Fondamentalement, les méthodes peuvent être divisés en deux groupes: celles qui considèrent le flux comme un déplacement entre les centres des cellules et celles dans lesquelles les flux se déplacent «librement» dans le MNT (algorithmes « Flow tracing »). Celles du premier groupe sont en relation avec la méthode D8 (la plus ancienne et la seule que vous trouverez dans ArcGis), tandis que celles du deuxième sont plus complexe et son utilisation est plutôt restreinte.

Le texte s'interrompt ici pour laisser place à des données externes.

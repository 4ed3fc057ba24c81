//! Common utilities and types used throughout the Pep/9 simulator.
//!
//! This module provides fundamental building blocks that are shared across all components
//! of the simulator. It includes:
//! 1. **Constants:** Memory-map addresses, reset vectors, and opcode field masks.
//! 2. **Memory Access:** The byte/word access width used by loads, stores, and the resolver.
//! 3. **Error Handling:** Fatal machine errors plus loader and configuration errors.

/// Common constants used throughout the simulator.
pub mod constants;

/// Memory access width definitions.
pub mod data;

/// Error types for the machine, loader, and configuration.
pub mod error;

pub use constants::{INPUT_PORT, OUTPUT_PORT, RAM_SIZE};
pub use data::Width;
pub use error::{ConfigError, LoadError, MachineError};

Une autre classification peut être faite séparant celles qui considèrent un flux unidimensionnel (communément appelés algorithmes de direction d’écoulement unique) et ceux qui considèrent un écoulement bidimensionnel (algorithmes de direction d’écoulement multiple). En d’autres termes, les premier considèrent que l’écoulement d’une cellule se fait sur une, et une seule, autre cellule, tandis que les deuxièmes considèrent que l’écoulement peut se faire sur plus d’une cellule contiguë de la cellule considérée.

Pour rester sur des logiciels connus, nous allons voir les différentes options proposées par QGis, sachant que sous ArcGis il n’y a pas de choix possible. D’autres méthodes peuvent être utilisées par des logiciels spécifiques au calcul hydrologique.

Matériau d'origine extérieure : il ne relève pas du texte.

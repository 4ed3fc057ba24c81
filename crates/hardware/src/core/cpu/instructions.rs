//! Instruction Execution.
//!
//! This module implements the Pep/9 instruction families on top of the decoder,
//! the ALU, and the addressing-mode resolver. It covers the following:
//! 1. **Control Flow:** STOP, CALL/RET, and the conditional branches.
//! 2. **Unary:** Register moves, NOT/NEG, and the shifts and rotates.
//! 3. **Arithmetic:** ADD/SUB/AND/OR on A, X, or SP, and compare.
//! 4. **Load/Store:** Byte and word transfers between A/X and memory.

use tracing::trace;

use super::Cpu;
use crate::common::data::Width;
use crate::common::error::MachineError;
use crate::core::arch::Reg;
use crate::core::units::alu::flags::sign_changed;
use crate::core::units::alu::{Alu, AluOp, shifts};
use crate::core::units::bru::BranchCondition;
use crate::core::units::lsu::AddressingMode;
use crate::isa::{ArithTarget, Instruction, UnaryOp, decode};

impl Cpu {
    /// Executes the instruction held in `regs.opcode` / `regs.operand`.
    ///
    /// Does not fetch; [`Cpu::step`] fetches and then calls this.
    ///
    /// # Errors
    ///
    /// [`MachineError::UnknownOpcode`] for 0x26-0x4F and
    /// [`MachineError::InvalidStoreTarget`] for a store in immediate mode.
    pub fn execute(&mut self) -> Result<(), MachineError> {
        let opcode = self.regs.opcode;
        let inst = decode(opcode).ok_or(MachineError::UnknownOpcode {
            opcode,
            pc: self.instruction_pc,
        })?;

        if self.trace {
            trace!(
                pc = self.instruction_pc,
                opcode,
                operand = self.regs.operand,
                "{inst:?}"
            );
        }

        match inst {
            Instruction::Halt => {}
            Instruction::Return => self.ret(),
            Instruction::Call { indexed } => self.call(indexed),
            Instruction::Unary(op) => self.unary(op),
            Instruction::Branch { condition, indexed } => self.branch(condition, indexed),
            Instruction::Arithmetic { op, target, mode } => self.arithmetic(op, target, mode),
            Instruction::Compare { reg, mode } => self.compare(reg, mode),
            Instruction::Load { reg, width, mode } => self.load(reg, width, mode),
            Instruction::Store { reg, width, mode } => self.store(reg, width, mode)?,
        }

        self.stats.instructions_retired += 1;
        Ok(())
    }

    /// Operand, or operand + X for the indexed forms of branch and call.
    const fn control_target(&self, indexed: bool) -> u16 {
        if indexed {
            self.regs.operand.wrapping_add(self.regs.x)
        } else {
            self.regs.operand
        }
    }

    fn ret(&mut self) {
        self.regs.pc = self.memory.read_u16(self.regs.sp);
        self.regs.sp = self.regs.sp.wrapping_add(2);
        self.stats.inst_return += 1;
    }

    fn call(&mut self, indexed: bool) {
        let target = self.control_target(indexed);
        self.regs.sp = self.regs.sp.wrapping_sub(2);
        self.memory.write_u16(self.regs.sp, self.regs.pc);
        self.regs.pc = target;
        self.stats.inst_call += 1;
    }

    fn branch(&mut self, condition: BranchCondition, indexed: bool) {
        self.stats.inst_branch += 1;
        if condition.is_taken(&self.status) {
            self.regs.pc = self.control_target(indexed);
            self.stats.branches_taken += 1;
        }
    }

    fn unary(&mut self, op: UnaryOp) {
        self.stats.inst_alu += 1;
        match op {
            UnaryOp::MovSpA => self.regs.a = self.regs.sp,
            UnaryOp::MovFlgA => self.regs.a = self.status.to_nibble(),
            UnaryOp::MovAFlg => {
                // Masks are tested cumulatively: V needs bits 0 and 1, Z reads
                // bit 1 and N reads bit 2. This is not the inverse of MOVFLGA.
                let a = self.regs.a;
                self.status.c = a & 0x01 == 0x01;
                self.status.z = a & 0x02 == 0x02;
                self.status.v = a & 0x03 == 0x03;
                self.status.n = a & 0x04 == 0x04;
            }
            UnaryOp::Not(reg) => {
                let result = !self.regs.read(reg);
                self.regs.write(reg, result);
                self.status.set_nz(result);
            }
            UnaryOp::Neg(reg) => {
                let prev = self.regs.read(reg);
                let result = prev.wrapping_neg();
                self.regs.write(reg, result);
                self.status.set_nz(result);
                self.status.v = sign_changed(prev, result);
            }
            UnaryOp::Asl(reg) => self.shift(reg, shifts::asl),
            UnaryOp::Asr(reg) => self.shift(reg, shifts::asr),
            UnaryOp::Rol(reg) => {
                let carry = self.status.c;
                self.shift(reg, |v| shifts::rol(v, carry));
            }
            UnaryOp::Ror(reg) => {
                let carry = self.status.c;
                self.shift(reg, |v| shifts::ror(v, carry));
            }
        }
    }

    /// Applies a shift or rotate to `reg` and sets NZVC from it.
    fn shift(&mut self, reg: Reg, op: impl FnOnce(u16) -> (u16, bool)) {
        let prev = self.regs.read(reg);
        let (result, carry) = op(prev);
        self.regs.write(reg, result);
        self.status.set_nz(result);
        self.status.v = sign_changed(prev, result);
        self.status.c = carry;
    }

    fn arithmetic(&mut self, op: AluOp, target: ArithTarget, mode: AddressingMode) {
        self.stats.inst_alu += 1;
        let operand = self.load_operand(mode, Width::Word);
        match target {
            ArithTarget::StackPointer => {
                self.regs.sp = Alu::execute(op, self.regs.sp, operand, &mut self.status);
            }
            ArithTarget::Register(reg) => {
                let result = Alu::execute(op, self.regs.read(reg), operand, &mut self.status);
                self.regs.write(reg, result);
            }
        }
    }

    /// Computes `operand - reg` for its flags only.
    fn compare(&mut self, reg: Reg, mode: AddressingMode) {
        self.stats.inst_compare += 1;
        let operand = self.load_operand(mode, Width::Word);
        let _ = Alu::execute(AluOp::Sub, operand, self.regs.read(reg), &mut self.status);
    }

    fn load(&mut self, reg: Reg, width: Width, mode: AddressingMode) {
        self.stats.inst_load += 1;
        let value = self.load_operand(mode, width);
        self.regs.write(reg, value);
    }

    fn store(&mut self, reg: Reg, width: Width, mode: AddressingMode) -> Result<(), MachineError> {
        self.store_operand(mode, width, self.regs.read(reg))?;
        self.stats.inst_store += 1;
        Ok(())
    }
}
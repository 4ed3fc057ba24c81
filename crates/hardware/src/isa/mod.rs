//! Instruction Set Architecture (ISA) Definitions.
//!
//! Contains the opcode map and decoding logic for the Pep/9 instruction set.
//! Every instruction is a one-byte opcode; opcodes from 0x12 up are followed by
//! a big-endian 16-bit operand.

/// Opcode decoding into instruction families.
pub mod decode;

pub use decode::{ArithTarget, Instruction, UnaryOp, decode, has_operand};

Avec QGis, vous avez les choix entre 8 méthodes de calcul de la direction d’écoulement:

  • Déterministe 8 (D8): La méthode classique, implémentée dans ArcGis. Le flux va du centre d’une cellule jusqu’au centre d’une (et seulement une) des cellules environnantes. Les directions de flux sont donc limitées à des multiples de 45 °, ce qui est la raison principale des inconvénients de la méthode. (O’Callaghan, J. F. y Mark D.M. The extraction of drainage networks from digital elevation data. Computer
    Vision, Graphics and Image Processing 28: 323–44. 1984
    ).
  • Rho8: Comme la précédente, mais avec une composante stochastique qui devrait améliorer les résultats. Le sens de circulation est déterminée par un argument aléatoire qui dépend de la différence entre l’orientation (« aspect ») et la direction des deux cellules voisines adjacentes. (Fairfield, J.; Leymarie P. Drainage networks from grid digital elevation models. Wat. Resour. Res. 27(5):709–717, 1991).
  • Déterministe infinie (D∞): Le flux passe d’une cellule à deux cellules environnantes contiguës, constituant ainsi un écoulement bidimensionnel, ce qui permet de résoudre les inconvénients de la méthode D8. (Tarboton, D.G.; Shankar, U. (1998), The Identification and Mapping of Flow Networks from DigitalElevation Data, Invited Presentation at AGU Fall Meeting, San Francisco, 1998).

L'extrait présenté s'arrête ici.